[TASK REQUIREMENTS]
Keeping every word the same, return the listing from its first line until the line holding "pub enum AdjustError" has been returned as well.

[RECORDED DATA]
-=-=-=-=-
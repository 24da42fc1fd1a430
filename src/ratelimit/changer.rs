//! Pluggable policies for adjusting the refill interval.
//!
//! A [`LimitChanger`] maps the current wait limit to a new one. It reads the
//! limiter's configuration through [`LimiterSettings`] while the limiter's
//! bookkeeping lock is held, so implementations must not call back into the
//! limiter.

use std::time::Duration;

use thiserror::Error;

use super::bucket::duration_from_nanos;

/// Errors a limit changer can report.
///
/// The limiter logs these and keeps its current wait limit.
#[derive(Debug, Clone, PartialEq, Eq, Error)]
pub enum AdjustError {
    /// The unit is too small to truncate to a thousandth of itself.
    #[error("unit {unit:?} is too small to adjust; it must be at least 1000ns")]
    UnitTooSmall { unit: Duration },

    /// A custom policy declined to produce a new limit.
    #[error("limit adjustment rejected: {0}")]
    Rejected(String),
}

/// Read-only view of the limiter state a policy may consult.
pub trait LimiterSettings {
    /// The duration quantum the policy scales against.
    fn unit(&self) -> Duration;

    /// The current refill interval.
    fn wait_limit(&self) -> Duration;

    /// The token capacity.
    fn max_tokens(&self) -> u64;
}

/// Strategy for growing and shrinking a limiter's wait limit.
///
/// Increasing the wait limit slows admissions down; decreasing it speeds
/// them up.
pub trait LimitChanger: Send + Sync {
    fn increase(
        &self,
        limit: Duration,
        settings: &dyn LimiterSettings,
    ) -> Result<Duration, AdjustError>;

    fn decrease(
        &self,
        limit: Duration,
        settings: &dyn LimiterSettings,
    ) -> Result<Duration, AdjustError>;
}

/// The built-in piecewise policy.
///
/// Below one unit the limit doubles (capped at one unit) on increase and
/// steps down by the largest power-of-ten fraction of the unit smaller than
/// the limit on decrease. At or above one unit it grows by half on increase,
/// truncated to a thousandth of the unit, and shrinks by one unit on
/// decrease, never dropping below one unit.
#[derive(Debug, Clone, Copy, Default)]
pub struct LimitChange;

impl LimitChanger for LimitChange {
    fn increase(
        &self,
        limit: Duration,
        settings: &dyn LimiterSettings,
    ) -> Result<Duration, AdjustError> {
        let unit = settings.unit();
        let unit_nanos = unit.as_nanos();
        let limit_nanos = limit.as_nanos();

        let next = if limit_nanos == 0 {
            unit_nanos
        } else if limit_nanos < unit_nanos {
            (limit_nanos * 2).min(unit_nanos)
        } else {
            let granularity = unit_nanos / 1000;
            if granularity == 0 {
                return Err(AdjustError::UnitTooSmall { unit });
            }
            let grown = limit_nanos * 3 / 2;
            grown - grown % granularity
        };

        Ok(duration_from_nanos(next))
    }

    fn decrease(
        &self,
        limit: Duration,
        settings: &dyn LimiterSettings,
    ) -> Result<Duration, AdjustError> {
        let unit_nanos = settings.unit().as_nanos();
        let limit_nanos = limit.as_nanos();

        let next = if limit_nanos == 0 {
            0
        } else if limit_nanos > unit_nanos {
            (limit_nanos - unit_nanos).max(unit_nanos)
        } else {
            let mut step = unit_nanos / 10;
            while step > 0 && limit_nanos <= step {
                step /= 10;
            }
            (limit_nanos - step).max(step)
        };

        Ok(duration_from_nanos(next))
    }
}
-=-=-=-=-
[RESPONSE TO THIS EXERCISE]
repository 24da42fc1fd1a430
filename src/ratelimit/changer.rs
//! Pluggable policies for adjusting the refill interval.
//!
//! A [`LimitChanger`] maps the current wait limit to a new one. It reads the
//! limiter's configuration through [`LimiterSettings`] while the limiter's
//! bookkeeping lock is held, so implementations must not call back into the
//! limiter.

use std::time::Duration;

use thiserror::Error;

use super::bucket::duration_from_nanos;

/// Errors a limit changer can report.
///
/// The limiter logs these and keeps its current wait limit.
#[derive(Debug, Clone, PartialEq, Eq, Error)]
pub enum AdjustError {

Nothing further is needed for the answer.